Portobello Pizza

Healthy pizza!? YES PLEASE!! This meal is 100% Tone It Up Nutrition Plan approved, so grab a slice, girl!!


1 serving


  • 1

    large portobello cap

  • 2

    Tbsp. TIU pizza sauce (or store bought)

  • 2

    Tbsp. TIU vegan cheese (or your favorite dairy-free cheese)

  • 1

    small handful arugula


STEP 1: Preheat the oven to 375. Using a spoon, remove the "gills" of the portobello by scooping it out.
STEP 2: Once all of the "gills" are out, spoon in the TIU pizza sauce, 2 Tbsp. vegan cheese and small handful of arugula.
STEP 3: Line a cookie sheet with parchment paper and put the pizza on top. Cook for 7 minutes and serve warm!

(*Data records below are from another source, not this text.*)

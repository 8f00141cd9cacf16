//! # Minimax Search Engine
//!
//! A depth-limited minimax search over the tic-tac-toe [`Board`]. The engine
//! probes every empty cell with the computer's symbol, scores the resulting
//! position by recursive adversarial search, and keeps the cell with the best
//! score for the computer.
//!
//! The scoring convention is asymmetric by design: the human symbol is always
//! the maximizer worth +1 on a win and the computer symbol is always the
//! minimizer worth -1, regardless of whose turn the recursion is simulating.
//! The computer therefore picks the move with the *minimum* score. Wins are
//! not depth-weighted; a win found deep in the tree scores the same as an
//! immediate one.
//!
//! Search depth is capped at two plies independent of board fullness. That
//! keeps the opponent beatable on purpose and bounds the cost on larger
//! boards; it is a difficulty/performance tradeoff, not an oversight. There
//! is no pruning and no memoization, the tree is small enough not to need
//! either.

pub mod board;

pub use board::{Board, BoardError, Cell, CellRect, Symbol};

/// Number of plies searched below a probed move before the evaluation is cut
/// off.
pub const DEPTH_LIMIT: u32 = 2;

/// Places a symbol on construction and removes it again on drop, so a probed
/// position is restored even if evaluation returns early.
struct ScopedPlacement<'a> {
    board: &'a mut Board,
    index: usize,
}

impl<'a> ScopedPlacement<'a> {
    fn new(board: &'a mut Board, index: usize, symbol: Symbol) -> Self {
        board.place(index, symbol);
        Self { board, index }
    }

    fn board(&mut self) -> &mut Board {
        self.board
    }
}

impl Drop for ScopedPlacement<'_> {
    fn drop(&mut self) {
        self.board.clear_cell(self.index);
    }
}

/// The minimax engine, parameterized by which symbols the two sides play.
#[derive(Debug, Clone, Copy)]
pub struct Minimax {
    human: Symbol,
    computer: Symbol,
}

impl Default for Minimax {
    fn default() -> Self {
        Self::new(Symbol::O)
    }
}

impl Minimax {
    /// Creates an engine playing `computer`; the opposing symbol is treated
    /// as the human side.
    pub fn new(computer: Symbol) -> Self {
        Self {
            human: computer.opponent(),
            computer,
        }
    }

    pub fn computer_symbol(&self) -> Symbol {
        self.computer
    }

    /// Chooses the computer's move for the current position.
    ///
    /// Every empty cell is tried in storage order; ties are broken by the
    /// lowest index, which makes the choice deterministic for a given board.
    /// Returns `None` only when the board has no empty cell left.
    pub fn best_move(&self, board: &mut Board) -> Option<usize> {
        let mut best_score = i32::MAX;
        let mut best_index = None;

        for index in 0..board.cell_count() {
            if board.cell(index).symbol.is_some() {
                continue;
            }

            let mut probe = ScopedPlacement::new(board, index, self.computer);
            let score = self.minimax(probe.board(), 0, true);
            drop(probe);

            if score < best_score {
                best_score = score;
                best_index = Some(index);
            }
        }

        best_index
    }

    /// Recursive evaluation of the current position.
    ///
    /// Terminal checks run in a fixed order: a detected win scores by symbol
    /// identity even when it coincides with the depth cutoff, the cutoff
    /// itself scores 0, and a full board scores 0.
    fn minimax(&self, board: &mut Board, depth: u32, maximizing: bool) -> i32 {
        let win = board.check_win(false);

        if win.is_some() || depth == DEPTH_LIMIT {
            return match win {
                Some((symbol, _)) if symbol == self.human => 1,
                Some((symbol, _)) if symbol == self.computer => -1,
                _ => 0,
            };
        }

        if board.is_full() {
            return 0;
        }

        let symbol = if maximizing { self.human } else { self.computer };
        let mut best = if maximizing { i32::MIN } else { i32::MAX };

        for index in 0..board.cell_count() {
            if board.cell(index).symbol.is_some() {
                continue;
            }

            let mut probe = ScopedPlacement::new(board, index, symbol);
            let score = self.minimax(probe.board(), depth + 1, !maximizing);
            drop(probe);

            best = if maximizing {
                best.max(score)
            } else {
                best.min(score)
            };
        }

        best
    }
}

#[cfg(test)]
mod tests {
    use super::*;

    fn board_with(x: &[usize], o: &[usize]) -> Board {
        let mut board = Board::new(3, 3).unwrap();
        for &i in x {
            board.place(i, Symbol::X);
        }
        for &i in o {
            board.place(i, Symbol::O);
        }
        board
    }

    #[test]
    fn test_empty_board_is_deterministic() {
        // With the two-ply cutoff no line is reachable from an empty board,
        // so every cell scores 0 and the lowest index wins the tie.
        let mut board = Board::new(3, 3).unwrap();
        let engine = Minimax::default();
        assert_eq!(engine.best_move(&mut board), Some(0));
    }

    #[test]
    fn test_probing_restores_the_board() {
        let mut board = board_with(&[0, 1], &[4]);
        let engine = Minimax::default();
        engine.best_move(&mut board);

        assert_eq!(board.free_cells(), 6);
        assert_eq!(board.cell(0).symbol, Some(Symbol::X));
        assert_eq!(board.cell(1).symbol, Some(Symbol::X));
        assert_eq!(board.cell(4).symbol, Some(Symbol::O));
        for index in [2, 3, 5, 6, 7, 8] {
            assert_eq!(board.cell(index).symbol, None);
        }
    }

    #[test]
    fn test_blocks_an_immediate_threat() {
        // X threatens to complete the top row at 2; every non-blocking reply
        // hands X a one-move win.
        let mut board = board_with(&[0, 1], &[4]);
        let engine = Minimax::default();
        assert_eq!(engine.best_move(&mut board), Some(2));
    }

    #[test]
    fn test_blocks_a_diagonal_threat() {
        let mut board = board_with(&[0, 4], &[1, 3]);
        let engine = Minimax::default();
        assert_eq!(engine.best_move(&mut board), Some(8));
    }

    #[test]
    fn test_takes_an_immediate_win() {
        // O completes the middle row at 5; taking it outranks blocking the X
        // threat at 8. Probing 8 also scores a win for O (it leaves {3,4,5}
        // and {0,4,8} open at once), but 5 is the lower index.
        let mut board = board_with(&[6, 7], &[3, 4]);
        let engine = Minimax::default();
        assert_eq!(engine.best_move(&mut board), Some(5));
    }

    #[test]
    fn test_a_fork_ties_with_an_immediate_win() {
        // O wins outright at 5, but probing 2 forks {3,4,5} with {2,4,6},
        // which the search scores exactly the same; the lowest index wins
        // the tie, so the engine forks instead of finishing the row.
        let mut board = board_with(&[0, 1], &[3, 4]);
        let engine = Minimax::default();
        assert_eq!(engine.best_move(&mut board), Some(2));
    }

    #[test]
    fn test_win_preferred_over_block() {
        // Both sides threaten; the engine grabs its own win instead of
        // blocking.
        let mut board = board_with(&[6, 7], &[0, 1]);
        let engine = Minimax::new(Symbol::O);
        assert_eq!(engine.best_move(&mut board), Some(2));
    }

    #[test]
    fn test_full_board_has_no_move() {
        let mut board = board_with(&[0, 2, 3, 7, 8], &[1, 4, 5, 6]);
        let engine = Minimax::default();
        assert_eq!(engine.best_move(&mut board), None);
    }

    #[test]
    fn test_single_free_cell() {
        let mut board = board_with(&[0, 1, 5, 6], &[2, 3, 4, 7]);
        let engine = Minimax::default();
        assert_eq!(engine.best_move(&mut board), Some(8));
    }
}
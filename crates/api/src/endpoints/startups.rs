//! Startup endpoints.

use axum::{Json, Router, extract::State, routing::post};
use pitchboard_common::AppResult;
use pitchboard_core::{CreatePitchInput, StartupPage};
use pitchboard_db::entities::startup;
use serde::{Deserialize, Serialize};

use crate::{
    extractors::{AuthUser, MaybeAuthUser},
    middleware::AppState,
    response::ApiResponse,
};

/// Startup response.
#[derive(Serialize)]
#[serde(rename_all = "camelCase")]
pub struct StartupResponse {
    pub id: String,
    pub created_at: String,
    pub title: String,
    pub slug: String,
    pub author_id: String,
    pub description: String,
    pub category: String,
    pub image: String,
    pub pitch: String,
}

impl From<startup::Model> for StartupResponse {
    fn from(s: startup::Model) -> Self {
        Self {
            id: s.id,
            created_at: s.created_at.to_rfc3339(),
            title: s.title,
            slug: s.slug,
            author_id: s.author_id,
            description: s.description,
            category: s.category,
            image: s.image,
            pitch: s.pitch,
        }
    }
}

/// Publish a pitch.
async fn create(
    AuthUser(session): AuthUser,
    State(state): State<AppState>,
    Json(input): Json<CreatePitchInput>,
) -> AppResult<ApiResponse<StartupResponse>> {
    let startup = state
        .startup_service
        .create_pitch(Some(&session), input)
        .await?;
    Ok(ApiResponse::ok(startup.into()))
}

/// Show startup request.
#[derive(Debug, Deserialize)]
#[serde(rename_all = "camelCase")]
pub struct ShowStartupRequest {
    pub startup_id: String,
}

/// Startup page with its voting props.
#[derive(Serialize)]
#[serde(rename_all = "camelCase")]
pub struct StartupPageResponse {
    pub startup: StartupResponse,
    pub voting: pitchboard_core::voting::VotingProps,
}

impl From<StartupPage> for StartupPageResponse {
    fn from(page: StartupPage) -> Self {
        Self {
            startup: page.startup.into(),
            voting: page.voting,
        }
    }
}

/// Show a startup.
async fn show(
    MaybeAuthUser(session): MaybeAuthUser,
    State(state): State<AppState>,
    Json(req): Json<ShowStartupRequest>,
) -> AppResult<ApiResponse<StartupPageResponse>> {
    let page = state
        .startup_service
        .get_page(session.as_ref(), &req.startup_id)
        .await?;
    Ok(ApiResponse::ok(page.into()))
}

/// List startups by author request.
#[derive(Debug, Deserialize)]
#[serde(rename_all = "camelCase")]
pub struct ByAuthorRequest {
    pub author_id: String,
    #[serde(default = "default_limit")]
    pub limit: u64,
    pub until_id: Option<String>,
}

const fn default_limit() -> u64 {
    10
}

/// List an author's startups.
async fn by_author(
    State(state): State<AppState>,
    Json(req): Json<ByAuthorRequest>,
) -> AppResult<ApiResponse<Vec<StartupResponse>>> {
    let startups = state
        .startup_service
        .list_by_author(&req.author_id, req.limit, req.until_id.as_deref())
        .await?;
    Ok(ApiResponse::ok(startups.into_iter().map(Into::into).collect()))
}

pub fn router() -> Router<AppState> {
    Router::new()
        .route("/create", post(create))
        .route("/show", post(show))
        .route("/by-author", post(by_author))
}
//! Read-only rendering of vote counts.

use serde::Serialize;
use std::fmt;

use crate::voting::VoteCounts;

#[derive(Debug, Clone, Copy, PartialEq, Eq, Serialize)]
#[serde(rename_all = "camelCase")]
pub struct VoteDisplay {
    pub thumbs_up: u64,
    pub thumbs_down: u64,
}

impl VoteDisplay {
    #[must_use]
    pub const fn new(counts: VoteCounts) -> Self {
        Self {
            thumbs_up: counts.thumbs_up,
            thumbs_down: counts.thumbs_down,
        }
    }

    #[must_use]
    pub fn thumbs_up_label(&self) -> String {
        format!("{} thumbs up votes", self.thumbs_up)
    }

    #[must_use]
    pub fn thumbs_down_label(&self) -> String {
        format!("{} thumbs down votes", self.thumbs_down)
    }
}

impl From<VoteCounts> for VoteDisplay {
    fn from(counts: VoteCounts) -> Self {
        Self::new(counts)
    }
}

impl fmt::Display for VoteDisplay {
    fn fmt(&self, f: &mut fmt::Formatter<'_>) -> fmt::Result {
        write!(f, "👍 {}  👎 {}", self.thumbs_up, self.thumbs_down)
    }
}

#[cfg(test)]
mod tests {
    use super::*;

    #[test]
    fn test_labels() {
        let display = VoteDisplay::new(VoteCounts::new(4, 0));
        assert_eq!(display.thumbs_up_label(), "4 thumbs up votes");
        assert_eq!(display.thumbs_down_label(), "0 thumbs down votes");
        assert_eq!(display.to_string(), "👍 4  👎 0");
    }
}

We LOVE to pair this with our Homemade TIU Pizza Sauce and Vegan Cheese! Make these the day before to save time prepping your pizza! Nutrition Facts~ 8g carbs / 2g protein / 2g fat / 4g fiber / 68 calories


  1. Are the nutrition facts above accurate? (Nutrition Facts~ 8g carbs / 2g protein / 2g fat / 4g fiber / 68 calories) If so that’s insanely low if 1 Portobello pizza is supposed to be a full meal (which it is listed as in the Bikini Series 2016 (Week 5, Friday, page 50)….. I usually like TIU recipes, but the idea of Vegan cheese makes me very, very sad :(

    1. The meal plan says to have a side salad with it, so that should help with caloric intake :)

      1. Hey there! What else did you use the vegan cheese on? It makes quite a bit! And how long did it keep for? Thanks ;)

    2. I made mine with vegan cheese – mozzarella and parmesan alternatives. It was so delicious, I made it again today (Sunday) for M5. Of course, not all vegan cheeses taste nice, so I understand where you are coming from. However, the ones I used taste like the real thing. I also made some for my friend using real mozzarella and it was a hit. Don’t be discouraged, give it a go! I hope that it works out for you.

      1. Hi Dee! Which vegan cheese do you use? I recently came to the conclusion that my tummy can’t handle dairy anymore. Thanks :)

    1. I made it on Friday. I’ll admit, I wasn’t expecting to like it (especially as I watched my husband eat real pizza), but it was really good! I used store-bought pizza sauce, cashew “parmesan” cheese and spinach instead of arugula. Will definitely make again!

  2. I’m trying this with regular low-fat cheese, I just cannot do the fake stuff. Also def having two with a side salad for my M5…Hope that’s not too unreasonable but I’d be starving with just one!

  3. Does anyone know if there is any way to make the mushroom a little crispier? When I ate it, it was delicious, but the mushroom was pretty droopy and soggy…. it was still delicious though!

  4. If the mushroom has been in the fridge take it out and let it dry out a bit before cooking. Mushrooms hold onto a lot of water, like a sponge, even pat it dry before cooking.